── Data for review
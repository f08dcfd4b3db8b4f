//! Reasons a request or a snapshot is turned down.

use thiserror::Error;

use super::sequencing::DieState;
use crate::core::{DieError, DieId};

/// A rejected request. The round is left untouched.
#[derive(Clone, Debug, PartialEq, Eq, Error)]
pub enum RollRejection {
    #[error("no die at index {index}")]
    UnknownDie { index: usize },

    #[error("{die} is {state:?} and cannot be rolled now")]
    SequencingViolation { die: DieId, state: DieState },

    #[error("{die} has no rolls left")]
    BudgetExhausted { die: DieId },

    #[error("round has already ended")]
    RoundAlreadyEnded,
}

/// A snapshot that does not describe a reachable round.
#[derive(Clone, Debug, PartialEq, Eq, Error)]
pub enum SnapshotError {
    #[error("cursor at slot {active} is outside the round")]
    CursorOutOfRange { active: u8 },

    #[error("{die} was rolled ahead of the cursor")]
    RolledAheadOfCursor { die: DieId },

    #[error("{die}: {source}")]
    InvalidDie {
        die: DieId,
        #[source]
        source: DieError,
    },
}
────
What this task involves - Among the entries above, say how many lines hold the word "source". No other words belong in the answer.

Result for this task - 3